## Task goal
A single number is the answer here: how many lines below include "impl"?

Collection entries
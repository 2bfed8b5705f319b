use super::{banner, section};
use crate::config::toml_config::TablesConfig;
use crate::core::lot_status::{LotStatusReconciler, Reconciliation, StatusChange};
use crate::core::{ChangeSet, Job, Result, TableStore};
use crate::domain::model::{columns, tables, OccupantRecord};
use crate::domain::reference::NotAvailableLots;
use std::collections::BTreeMap;

const EXAMPLES_PER_GROUP: usize = 5;

/// Recompute every lot status and regenerate `available_lots.csv`.
pub struct FixLotStatusJob<S: TableStore> {
    store: S,
    overrides: NotAvailableLots,
    quoting: TablesConfig,
}

impl<S: TableStore> FixLotStatusJob<S> {
    pub fn new(store: S, overrides: NotAvailableLots, quoting: TablesConfig) -> Self {
        Self {
            store,
            overrides,
            quoting,
        }
    }
}

pub struct LotStatusPlan {
    pub reconciliation: Reconciliation,
    pub available_lots_changed: bool,
}

impl LotStatusPlan {
    pub fn changes(&self) -> &[StatusChange] {
        &self.reconciliation.changes
    }
}

impl ChangeSet for LotStatusPlan {
    fn change_count(&self) -> usize {
        self.reconciliation.changes.len() + usize::from(self.available_lots_changed)
    }

    fn render(&self) -> String {
        let mut lines = Vec::new();
        banner(&mut lines, "Lot Status Reconciliation");
        lines.push(String::new());

        section(&mut lines, "STATUS DISTRIBUTION:");
        for (status, count) in &self.reconciliation.distribution {
            lines.push(format!("  {}: {} lots", status, count));
        }
        lines.push(String::new());

        section(
            &mut lines,
            &format!("CHANGES NEEDED: {}", self.reconciliation.changes.len()),
        );
        if self.reconciliation.changes.is_empty() {
            lines.push("No changes needed - all statuses are correct".to_string());
        } else {
            let mut by_kind: BTreeMap<String, Vec<&StatusChange>> = BTreeMap::new();
            for change in &self.reconciliation.changes {
                let old = if change.old_status.is_empty() {
                    "(blank)"
                } else {
                    change.old_status.as_str()
                };
                by_kind
                    .entry(format!("{} → {}", old, change.new_status))
                    .or_default()
                    .push(change);
            }

            for (kind, items) in by_kind {
                lines.push(String::new());
                lines.push(format!("{}: {} lots", kind, items.len()));
                for item in items.iter().take(EXAMPLES_PER_GROUP) {
                    lines.push(format!(
                        "  {}: Purchased: {}, Remaining: {}, Occupants: {}",
                        item.lot_id, item.purchased_rights, item.remaining_rights, item.live_occupants
                    ));
                }
                if items.len() > EXAMPLES_PER_GROUP {
                    lines.push(format!("  ... and {} more", items.len() - EXAMPLES_PER_GROUP));
                }
            }
        }
        lines.push(String::new());

        let available = &self.reconciliation.available_lots;
        let total: usize = available
            .rows()
            .iter()
            .map(|row| row.get(1).map_or(0, |cell| cell.split(',').filter(|s| !s.is_empty()).count()))
            .sum();
        lines.push(format!(
            "available_lots.csv: {} plots, {} unpurchased lots{}",
            available.len(),
            total,
            if self.available_lots_changed {
                " (will be regenerated)"
            } else {
                " (up to date)"
            }
        ));

        lines.join("\n")
    }
}

impl<S: TableStore> Job for FixLotStatusJob<S> {
    type Plan = LotStatusPlan;

    fn name(&self) -> &'static str {
        "fix-lot-status"
    }

    fn plan(&self) -> Result<LotStatusPlan> {
        let occupants_table = self.store.read_table(tables::OCCUPANTS)?;
        let occupants = OccupantRecord::read_all(&occupants_table)?;
        let lots = self.store.read_table(tables::LOTS)?;
        tracing::debug!("Loaded {} lots and {} occupants", lots.len(), occupants.len());

        let reconciliation = LotStatusReconciler::new(&self.overrides).reconcile(&lots, &occupants)?;

        let existing = self
            .store
            .read_table_or_empty(tables::AVAILABLE_LOTS, &[columns::PLOT_ID, columns::LOTS_AVAILABLE])?;
        let available_lots_changed = existing != reconciliation.available_lots;

        Ok(LotStatusPlan {
            reconciliation,
            available_lots_changed,
        })
    }

    fn apply(&self, plan: &LotStatusPlan) -> Result<()> {
        if !plan.reconciliation.changes.is_empty() {
            self.store
                .write_table(&plan.reconciliation.lots, self.quoting.lots)?;
            tracing::info!("Updated {} lot statuses in {}", plan.reconciliation.changes.len(), tables::LOTS);
        }

        if plan.available_lots_changed {
            self.store
                .write_table(&plan.reconciliation.available_lots, self.quoting.available_lots)?;
            tracing::info!(
                "Regenerated {} with {} plots",
                tables::AVAILABLE_LOTS,
                plan.reconciliation.available_lots.len()
            );
        }

        Ok(())
    }
}
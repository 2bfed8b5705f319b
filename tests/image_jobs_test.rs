use anyhow::Result;
use cemetery_records::app::jobs::{CleanupMissingImagesJob, MatchOrphanedImagesJob, UpdatePlotImagesJob};
use cemetery_records::core::filename::FilenameParser;
use cemetery_records::{JobRunner, LocalImageLibrary, LocalTableStore, RecordsConfig, RunMode};
use std::fs;
use std::path::Path;
use tempfile::TempDir;

const PLOTS: &str = "\"plot_id\",\"monument_images\"\n\
                     \"ITC12\",\"ITC12-1F.jpg\"\n\
                     \"NYC4\",\"\"\n\
                     \"UTC4\",\"UTC4-2.JPG; gone.jpg\"\n";

fn touch(dir: &Path, folder: &str, files: &[&str]) -> Result<()> {
    let folder = dir.join("Monument Images").join(folder);
    fs::create_dir_all(&folder)?;
    for file in files {
        fs::write(folder.join(file), b"jpeg")?;
    }
    Ok(())
}

fn setup() -> Result<TempDir> {
    let dir = TempDir::new()?;
    fs::create_dir_all(dir.path().join("data"))?;
    fs::write(dir.path().join("data/plots.csv"), PLOTS)?;

    touch(dir.path(), "OICA Intervale Terrace", &["ITC12-1F.jpg", "ITC12-2B.jpg", "ITC12-2F.jpg"])?;
    touch(dir.path(), "OICA New Yard", &["NYC41M.JPG"])?;
    touch(dir.path(), "OICA Upper Terrace", &["UTC4-2.JPG", "UTC4.-1.JPG"])?;
    Ok(dir)
}

struct Env {
    config: RecordsConfig,
    data: LocalTableStore,
    images: LocalImageLibrary,
}

fn env(dir: &TempDir) -> Env {
    let config = RecordsConfig::default();
    Env {
        data: LocalTableStore::new(config.data_dir(dir.path())),
        images: LocalImageLibrary::new(config.images_dir(dir.path())),
        config,
    }
}

fn plots(dir: &TempDir) -> Result<String> {
    Ok(fs::read_to_string(dir.path().join("data/plots.csv"))?)
}

#[test]
fn test_update_plot_images_merges_and_sorts() -> Result<()> {
    let dir = setup()?;
    let Env { config, data, images } = env(&dir);
    let reference = config.reference_data();

    let job = UpdatePlotImagesJob::new(
        data,
        images,
        reference.yards,
        FilenameParser::new(reference.image_types)?,
        config.tables.clone(),
    );
    let outcome = JobRunner::new(job, RunMode::Apply).run()?;
    assert!(outcome.applied);

    let written = plots(&dir)?;
    assert!(written.contains("\"ITC12\",\"ITC12-2F.jpg; ITC12-2B.jpg; ITC12-1F.jpg\""));
    assert!(dir.path().join("data/plots.csv.backup").exists());
    Ok(())
}

#[test]
fn test_orphans_are_renamed_and_attached() -> Result<()> {
    let dir = setup()?;
    let Env { config, data, images } = env(&dir);
    let reference = config.reference_data();

    let job = MatchOrphanedImagesJob::new(
        data,
        images,
        reference.yards,
        FilenameParser::new(reference.image_types)?,
        config.orphan_extensions(),
        config.tables.clone(),
    );
    JobRunner::new(job, RunMode::Apply).run()?;

    let upper = dir.path().join("Monument Images/OICA Upper Terrace");
    assert!(upper.join("UTC4-1.JPG").is_file());
    assert!(!upper.join("UTC4.-1.JPG").exists());
    assert!(dir.path().join("Monument Images/OICA New Yard/NYC4-1M.JPG").is_file());

    let written = plots(&dir)?;
    assert!(written.contains("\"NYC4\",\"NYC4-1M.JPG\""));
    assert!(written.contains("\"UTC4\",\"UTC4-2.JPG; gone.jpg; UTC4-1.JPG\""));
    Ok(())
}

#[test]
fn test_orphan_dry_run_renames_nothing() -> Result<()> {
    let dir = setup()?;
    let Env { config, data, images } = env(&dir);
    let reference = config.reference_data();

    let job = MatchOrphanedImagesJob::new(
        data,
        images,
        reference.yards,
        FilenameParser::new(reference.image_types)?,
        config.orphan_extensions(),
        config.tables.clone(),
    );
    let outcome = JobRunner::new(job, RunMode::DryRun).run()?;

    assert!(outcome.changes > 0);
    assert!(dir.path().join("Monument Images/OICA Upper Terrace/UTC4.-1.JPG").is_file());
    assert_eq!(plots(&dir)?, PLOTS);
    Ok(())
}

#[test]
fn test_cleanup_drops_missing_files() -> Result<()> {
    let dir = setup()?;
    let Env { config, data, images } = env(&dir);

    let job = CleanupMissingImagesJob::new(
        data,
        images,
        config.reference_data().yards,
        config.tables.clone(),
    );
    let outcome = JobRunner::new(job, RunMode::Apply).run()?;
    assert_eq!(outcome.changes, 1);

    let written = plots(&dir)?;
    assert!(written.contains("\"UTC4\",\"UTC4-2.JPG\""));
    assert!(written.contains("\"ITC12\",\"ITC12-1F.jpg\""));
    Ok(())
}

## Response box
4